CircleCI News Last Updated Dec 21, 2022 12 min read

An update on CircleCI's reliability

Rob Zuber

Rob Zuber
Chief Technology Officer

A hard hat, binoculars, and walkie-talkie await the CircleCI tiger team.

Reliability update 2022-12-21

In the last couple of updates I’ve talked about some of the actions we’ve been taking to build longer-term reliability at the core of our service. In this update, I wanted to describe a bit of how we identified the underlying issues. Specifically, orienting around systemic issues, whether they are organizational or architectural.

Like many organizations, at CircleCI we have a “you build it, you run it” approach to software delivery, meaning teams are responsible for the full lifecycle of their own delivery streams. We also have shared practices for incident investigation and follow-up. However, with teams capable of managing this full lifecycle on their own, we started missing more systemic problems, thinking they were only present in the individual teams that were handling the follow-up.

Earlier this year, we turned our attention to those systemic issues by aggregating data from all of our sources. This included looking across post-incident reports, the associated historical data, and all of the follow-up work that had been done by individual teams. Inventorying all the data was important, but what stood out was what it took to get to this aggregate view needed to make changes.

Most of our tooling is oriented towards individual incidents rather than that aggregate review. Even the tools that showed data across incidents didn’t expose what we wanted. We looked at everything from where time was being spent in incident response to the classifications of causes so we could organize ourselves and our systems for highest impact.

While we were able to do most of the aggregation in a spreadsheet, much of post-incident follow-up is very narrative driven.
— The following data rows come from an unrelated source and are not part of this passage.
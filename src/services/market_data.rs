//! Candle retrieval from the exchange's public REST API.
//! -----------------------------------------------------------------
//! ‣ One request per cycle, no retries, no caching.
//! ‣ The exchange answers newest-first; [`normalize_series`] turns that into
//!   the ascending, duplicate-free series the calculator expects.
//! ‣ Anything that does not look like a candle record is rejected with
//!   [`FetchError::MalformedData`] instead of being coerced to zero.
//! -----------------------------------------------------------------

use std::time::Duration;

use async_trait::async_trait;
use chrono::NaiveDateTime;
use reqwest::{header, Client};
use serde_json::Value;

use crate::services::strategies::{Candle, CandleInterval, Market};
use crate::utils::errors::FetchError;

pub const DEFAULT_BASE_URL: &str = "https://api.upbit.com";
/// Per-request cap on the candle endpoint.
pub const MAX_CANDLE_COUNT: u16 = 200;

const TS_FIELD: &str = "candle_date_time_kst";
const PRICE_FIELD: &str = "trade_price";
const VOLUME_FIELD: &str = "candle_acc_trade_volume";

/// Anything that can hand over a window of recent candles.
#[async_trait]
pub trait CandleSource: Send + Sync {
    /// Returns at most `count` candles, ascending by timestamp.
    async fn fetch_candles(
        &self,
        market: Market,
        interval: CandleInterval,
        count: u16,
    ) -> Result<Vec<Candle>, FetchError>;
}

/// Upbit quotation API client.
#[derive(Clone)]
pub struct UpbitClient {
    http:     Client,
    base_url: String,
}

impl UpbitClient {
    pub fn new(base_url: impl Into<String>, timeout: Duration) -> Result<Self, FetchError> {
        let http = Client::builder().timeout(timeout).build()?;
        Ok(Self {
            http,
            base_url: base_url.into().trim_end_matches('/').to_string(),
        })
    }

    fn candles_url(&self, interval: CandleInterval) -> String {
        format!("{}/v1/candles/{}", self.base_url, interval.path())
    }
}

#[async_trait]
impl CandleSource for UpbitClient {
    async fn fetch_candles(
        &self,
        market: Market,
        interval: CandleInterval,
        count: u16,
    ) -> Result<Vec<Candle>, FetchError> {
        let url = self.candles_url(interval);
        let count_param = count.to_string();
        log::debug!("GET {url} market={market} count={count}");

        let resp = self
            .http
            .get(&url)
            .header(header::ACCEPT, "application/json")
            .query(&[("market", market.as_str()), ("count", count_param.as_str())])
            .send()
            .await?;

        let status = resp.status();
        let body = resp.bytes().await?;

        if !status.is_success() {
            return Err(FetchError::Status {
                status: status.as_u16(),
                message: error_message(&body),
            });
        }

        let candles = parse_candles(&body)?;
        Ok(normalize_series(candles, count as usize))
    }
}

/// Upbit errors look like `{"error":{"name":..,"message":..}}`; fall back to
/// the raw body.
fn error_message(body: &[u8]) -> String {
    serde_json::from_slice::<Value>(body)
        .ok()
        .and_then(|v| {
            v.pointer("/error/message")
                .and_then(Value::as_str)
                .map(str::to_string)
        })
        .unwrap_or_else(|| String::from_utf8_lossy(body).trim().to_string())
}

/// Decodes the response body into candles, in the order received.
pub fn parse_candles(body: &[u8]) -> Result<Vec<Candle>, FetchError> {
    let value: Value = serde_json::from_slice(body)
        .map_err(|e| FetchError::MalformedData(format!("response is not JSON: {e}")))?;

    let records = value
        .as_array()
        .ok_or_else(|| FetchError::MalformedData("response is not a JSON array".into()))?;

    records
        .iter()
        .enumerate()
        .map(|(i, rec)| parse_record(i, rec))
        .collect()
}

fn parse_record(index: usize, rec: &Value) -> Result<Candle, FetchError> {
    let bad = |field: &str, why: &str| {
        FetchError::MalformedData(format!("record #{index}: `{field}` {why}"))
    };

    let ts_raw = rec
        .get(TS_FIELD)
        .ok_or_else(|| bad(TS_FIELD, "is missing"))?
        .as_str()
        .ok_or_else(|| bad(TS_FIELD, "is not a string"))?;
    let timestamp = ts_raw
        .parse::<NaiveDateTime>()
        .map_err(|_| bad(TS_FIELD, "is not an ISO-8601 local timestamp"))?;

    let number = |field: &str| -> Result<f64, FetchError> {
        let n = rec
            .get(field)
            .ok_or_else(|| bad(field, "is missing"))?
            .as_f64()
            .ok_or_else(|| bad(field, "is not numeric"))?;
        if n.is_finite() {
            Ok(n)
        } else {
            Err(bad(field, "is not finite"))
        }
    };

    let trade_price = number(PRICE_FIELD)?;
    if trade_price <= 0.0 {
        return Err(bad(PRICE_FIELD, "must be positive"));
    }
    let accumulated_volume = number(VOLUME_FIELD)?;
    if accumulated_volume < 0.0 {
        return Err(bad(VOLUME_FIELD, "must not be negative"));
    }

    Ok(Candle {
        timestamp,
        trade_price,
        accumulated_volume,
    })
}

/// Sorts ascending by timestamp, keeps the first record seen for any
/// duplicated timestamp, then keeps the newest `limit` entries.
pub fn normalize_series(mut candles: Vec<Candle>, limit: usize) -> Vec<Candle> {
    candles.sort_by_key(|c| c.timestamp); // stable
    candles.dedup_by_key(|c| c.timestamp);
    if candles.len() > limit {
        candles.drain(..candles.len() - limit);
    }
    candles
}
Doing the work of structuring that historical data enough to draw conclusions was hard but has been very helpful in seeing the bigger picture. We were able to see things that weren’t clear from reading one incident report or by having a deep dive with one of our teams.

All of this work highlighted an interesting tension of maintaining our fast-moving, stream-aligned DevOps culture while bringing in a vantage point to eliminate system-wide challenges for our teams. This work provided us clearer insights into where we needed to address issues that were found in our organization or our architecture (or both). As a result, we are mitigating problems that are more systemic in nature, and providing guardrails so our teams can still move quickly and own what they build. With this aggregate view, we’re making progress on seeing and addressing points of failure before they occur.

To better building,

Rob Zuber

[email protected]

Reliability update 2022-10-27

Last month, I made a commitment to you that I’d bring you monthly updates on our reliability work: how it’s going, what’s working, and where we still have work to do.

I’d like to achieve three goals through these updates:

Reinforce our ongoing commitment to reliability,
Share more of our reliability roadmap, so you have broader context to any future updates we share on this work, and
Be transparent about our work and insights, so that the community can also benefit from our experiences on this journey.

In the software community, we all suffer when services go down, but we advance together by sharing our learnings.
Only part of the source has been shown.